The correct option is A $71.25\text{cm}$ and $41.25\text{cm}$

Let us suppose $L_{o1}$ and $L_{o2}$ is the length of rod of steel and brass at $0^{\circ }\text{C}$ respectively and $\Delta T$ change in temperature.
We know, $L=L_o(1+\alpha \Delta T)$ [linear expansion]
For steel,
$L_1=L_{o1}(1+11\times {10}^{-6}\Delta T)$ $[{\alpha }_{\text{steel}}=11\times {10}^{-6}{/}^{\circ }\text{C},\text{given}]$
$=L_{o1}+11\times {10}^{-6}\times \Delta T\times L_{o1}$...(1)
For brass,
$L_2=L_{o2}(1+19\times {10}^{-6}\Delta T)$ $[{\alpha }_{\text{brass}}=19\times {10}^{-6}{/}^{\circ }\text{C},\text{given}]$
$=L_{o2}+19\times {10}^{-6}\times \Delta T\times L_{o2}$...(2)
On subtracting (1) from (2)
$L_2-L_1=L_{o2}-L_{o1}+19\times {10}^{-6}\times \Delta T\times L_{o2}-11\times {10}^{-6}\times \Delta T\times L_{o1}$
$\Rightarrow L_{o1}=\frac{19\times {10}^{-6}}{11\times {10}^{-6}}{L}_{o2}$
[$L_2-L_1=L_{o2}-L_{o1}$ as difference in length is constant, given]
$\Rightarrow L_{o1}=\frac{19}{11}{L}_{o2}$ ... (3)
Also, $L_{o1}-L_{o2}=30\text{cm}$ [Given]
$\Rightarrow \frac{19}{11}{L}_{o2}-L_{o2}=30$ [from (3)]

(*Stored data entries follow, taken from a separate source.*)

//! On-disk artifact writer for a single run.
//!
//! Writes into one directory:
//! - `equity.csv`: `ts, equity`
//! - `orders.csv`: `ts, order_id, symbol_id, side, quantity, type, tif, limit_price, state`
//! - `fills.csv`: `ts, order_id, symbol_id, price, quantity, venue, cost`
//! - `positions.csv`: `ts, symbol_id, currency, quantity, average_price`
//! - `metrics.json`: driver metrics plus Sharpe and drawdown
//! - `run_manifest.json`: run ID, params hash and parameters
//!
//! Rows are buffered in memory and flushed by `finish`. Timestamps are
//! ISO-8601 UTC with a `Z` suffix. Nothing time-of-writing dependent is
//! recorded, so identical runs produce byte-identical files.

use std::path::{Path, PathBuf};

use anyhow::{Context, Result};
use chrono::{DateTime, SecondsFormat, Utc};

use quantlab_core::engine::{
    ArtifactSink, EquityRecord, FillRecord, OrderRecord, PositionRecord, RunManifest, RunMetrics,
    SinkError,
};

use crate::metrics::PerformanceMetrics;

pub const EQUITY_CSV: &str = "equity.csv";
pub const ORDERS_CSV: &str = "orders.csv";
pub const FILLS_CSV: &str = "fills.csv";
pub const POSITIONS_CSV: &str = "positions.csv";
pub const METRICS_JSON: &str = "metrics.json";
pub const MANIFEST_JSON: &str = "run_manifest.json";

pub(crate) fn iso(ts: DateTime<Utc>) -> String {
    ts.to_rfc3339_opts(SecondsFormat::AutoSi, true)
}

fn sink_err(e: anyhow::Error) -> SinkError {
    SinkError::Write(format!("{e:#}"))
}

fn new_table(header: &[&str]) -> Result<csv::Writer<Vec<u8>>> {
    let mut wtr = csv::Writer::from_writer(vec![]);
    wtr.write_record(header)?;
    Ok(wtr)
}

fn flush_table(wtr: &mut csv::Writer<Vec<u8>>, path: &Path) -> Result<()> {
    wtr.flush().context("failed to flush CSV writer")?;
    std::fs::write(path, wtr.get_ref())
        .with_context(|| format!("failed to write {}", path.display()))
}

/// Write a value as pretty JSON.
pub(crate) fn write_json<T: serde::Serialize>(path: &Path, value: &T) -> Result<()> {
    let json = serde_json::to_string_pretty(value)
        .with_context(|| format!("failed to serialize {}", path.display()))?;
    std::fs::write(path, json).with_context(|| format!("failed to write {}", path.display()))
}

/// [`ArtifactSink`] that lays a run out as CSV and JSON files.
pub struct CsvArtifactWriter {
    dir: PathBuf,
    equity: csv::Writer<Vec<u8>>,
    orders: csv::Writer<Vec<u8>>,
    fills: csv::Writer<Vec<u8>>,
    positions: csv::Writer<Vec<u8>>,
    curve: Vec<f64>,
    metrics: Option<PerformanceMetrics>,
}

impl std::fmt::Debug for CsvArtifactWriter {
    fn fmt(&self, f: &mut std::fmt::Formatter<'_>) -> std::fmt::Result {
        f.debug_struct("CsvArtifactWriter")
            .field("dir", &self.dir)
            .field("snapshots", &self.curve.len())
            .finish()
    }
}

impl CsvArtifactWriter {
    /// Create `dir` (and parents) and prepare the tables.
    pub fn create(dir: impl Into<PathBuf>) -> Result<Self> {
        let dir = dir.into();
        std::fs::create_dir_all(&dir)
            .with_context(|| format!("failed to create artifact dir: {}", dir.display()))?;
        Ok(Self {
            equity: new_table(&["ts", "equity"])?,
            orders: new_table(&[
                "ts",
                "order_id",
                "symbol_id",
                "side",
                "quantity",
                "type",
                "tif",
                "limit_price",
                "state",
            ])?,
            fills: new_table(&["ts", "order_id", "symbol_id", "price", "quantity", "venue", "cost"])?,
            positions: new_table(&["ts", "symbol_id", "currency", "quantity", "average_price"])?,
            dir,
            curve: Vec::new(),
            metrics: None,
        })
    }

    pub fn dir(&self) -> &Path {
        &self.dir
    }

    /// Metrics written by `finish`, if it has run.
    pub fn metrics(&self) -> Option<&PerformanceMetrics> {
        self.metrics.as_ref()
    }

    fn flush_all(&mut self, metrics: &PerformanceMetrics, manifest: &RunManifest) -> Result<()> {
        flush_table(&mut self.equity, &self.dir.join(EQUITY_CSV))?;
        flush_table(&mut self.orders, &self.dir.join(ORDERS_CSV))?;
        flush_table(&mut self.fills, &self.dir.join(FILLS_CSV))?;
        flush_table(&mut self.positions, &self.dir.join(POSITIONS_CSV))?;
        write_json(&self.dir.join(METRICS_JSON), metrics)?;
        write_json(&self.dir.join(MANIFEST_JSON), manifest)
    }
}

impl ArtifactSink for CsvArtifactWriter {
    fn record_equity(&mut self, record: EquityRecord) -> Result<(), SinkError> {
        self.curve.push(record.equity);
        self.equity
            .write_record([iso(record.ts), record.equity.to_string()])
            .context("failed to write equity row")
            .map_err(sink_err)
    }

    fn record_order(&mut self, r: OrderRecord) -> Result<(), SinkError> {
        self.orders
            .write_record([
                iso(r.ts),
                r.order_id.to_string(),
                r.symbol_id.0.to_string(),
                r.side.as_str().to_string(),
                r.quantity.to_string(),
                r.order_type.as_str().to_string(),
                r.tif.as_str().to_string(),
                r.limit_price.map(|p| p.to_string()).unwrap_or_default(),
                r.state.as_str().to_string(),
            ])
            .context("failed to write order row")
            .map_err(sink_err)
    }

    fn record_fill(&mut self, r: FillRecord) -> Result<(), SinkError> {
        self.fills
            .write_record([
                iso(r.ts),
                r.order_id.to_string(),
                r.symbol_id.0.to_string(),
                r.price.to_string(),
                r.quantity.to_string(),
                r.venue,
                r.cost.to_string(),
            ])
            .context("failed to write fill row")
            .map_err(sink_err)
    }

    fn record_position(&mut self, r: PositionRecord) -> Result<(), SinkError> {
        self.positions
            .write_record([
                iso(r.ts),
                r.symbol_id.0.to_string(),
                r.currency,
                r.quantity.to_string(),
                r.average_price.to_string(),
            ])
            .context("failed to write position row")
            .map_err(sink_err)
    }

    fn finish(&mut self, metrics: &RunMetrics, manifest: &RunManifest) -> Result<(), SinkError> {
        let full = PerformanceMetrics::compute(metrics, &self.curve);
        self.flush_all(&full, manifest).map_err(sink_err)?;
        self.metrics = Some(full);
        Ok(())
    }
}

#[cfg(test)]
mod tests {
    use super::*;
    use chrono::TimeZone;
    use quantlab_core::domain::{OrderId, OrderSide, OrderState, OrderType, RunId, SymbolId, TimeInForce};

    fn ts(day: u32) -> DateTime<Utc> {
        Utc.with_ymd_and_hms(2024, 1, day, 21, 0, 0).unwrap()
    }

    #[test]
    fn iso_uses_z_suffix() {
        assert_eq!(iso(ts(2)), "2024-01-02T21:00:00Z");
    }

    #[test]
    fn writes_every_artifact() {
        let tmp = tempfile::tempdir().unwrap();
        let dir = tmp.path().join("run");
        let mut w = CsvArtifactWriter::create(&dir).unwrap();

        w.record_equity(EquityRecord { ts: ts(2), equity: 100.0 }).unwrap();
        w.record_equity(EquityRecord { ts: ts(3), equity: 90.0 }).unwrap();
        w.record_order(OrderRecord {
            ts: ts(2),
            order_id: OrderId(1),
            symbol_id: SymbolId(7),
            side: OrderSide::Buy,
            quantity: 10,
            order_type: OrderType::Limit,
            tif: TimeInForce::Day,
            limit_price: Some(10.5),
            state: OrderState::Filled,
        })
        .unwrap();
        w.record_fill(FillRecord {
            ts: ts(2),
            order_id: OrderId(1),
            symbol_id: SymbolId(7),
            price: 10.25,
            quantity: 10,
            venue: "XNYS".into(),
            cost: 0.05,
        })
        .unwrap();

        let run = RunMetrics {
            final_equity: 90.0,
            start_equity: 100.0,
            total_return: -0.1,
            num_orders: 1,
            num_fills: 1,
        };
        let manifest = RunManifest {
            run_id: RunId("abc".into()),
            params_hash: "abc".into(),
            params: serde_json::json!({"strategy": "t"}),
        };
        w.finish(&run, &manifest).unwrap();

        let equity = std::fs::read_to_string(dir.join(EQUITY_CSV)).unwrap();
        assert_eq!(equity, "ts,equity\n2024-01-02T21:00:00Z,100\n2024-01-03T21:00:00Z,90\n");

        let orders = std::fs::read_to_string(dir.join(ORDERS_CSV)).unwrap();
        assert!(orders.starts_with("ts,order_id,symbol_id,side,quantity,type,tif,limit_price,state\n"));
        assert!(orders.contains("order_1,7,BUY,10,LMT,DAY,10.5,FILLED"));

        let fills = std::fs::read_to_string(dir.join(FILLS_CSV)).unwrap();
        assert!(fills.contains("2024-01-02T21:00:00Z,order_1,7,10.25,10,XNYS,0.05"));

        let positions = std::fs::read_to_string(dir.join(POSITIONS_CSV)).unwrap();
        assert_eq!(positions, "ts,symbol_id,currency,quantity,average_price\n");

        let metrics: serde_json::Value =
            serde_json::from_str(&std::fs::read_to_string(dir.join(METRICS_JSON)).unwrap()).unwrap();
        assert_eq!(metrics["return"], -0.1);
        assert!((metrics["max_drawdown"].as_f64().unwrap() + 0.1).abs() < 1e-12);

        let m: RunManifest =
            serde_json::from_str(&std::fs::read_to_string(dir.join(MANIFEST_JSON)).unwrap()).unwrap();
        assert_eq!(m, manifest);
        assert_eq!(w.metrics().unwrap().run, run);
    }

    #[test]
    fn market_orders_leave_limit_blank() {
        let tmp = tempfile::tempdir().unwrap();
        let mut w = CsvArtifactWriter::create(tmp.path()).unwrap();
        w.record_order(OrderRecord {
            ts: ts(2),
            order_id: OrderId(3),
            symbol_id: SymbolId(1),
            side: OrderSide::Sell,
            quantity: 5,
            order_type: OrderType::Market,
            tif: TimeInForce::Ioc,
            limit_price: None,
            state: OrderState::Canceled,
        })
        .unwrap();
        w.finish(&RunMetrics::default(), &RunManifest {
            run_id: RunId("x".into()),
            params_hash: "x".into(),
            params: serde_json::Value::Null,
        })
        .unwrap();
        let orders = std::fs::read_to_string(tmp.path().join(ORDERS_CSV)).unwrap();
        assert!(orders.contains("order_3,1,SELL,5,MKT,IOC,,CANCELED"));
    }
}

$\Rightarrow \frac{8}{11}{L}_{o2}=30$
$\Rightarrow L_{o2}=41.25\text{cm}$ ... (4)
On putting (4) in (3),
$L_{o1}=71.25\text{cm}$

$\therefore$ Lengths of the rods at $0^{\circ }\text{C}$ are $71.25\text{cm}$ and $41.25\text{cm}$ of steel and brass respectively.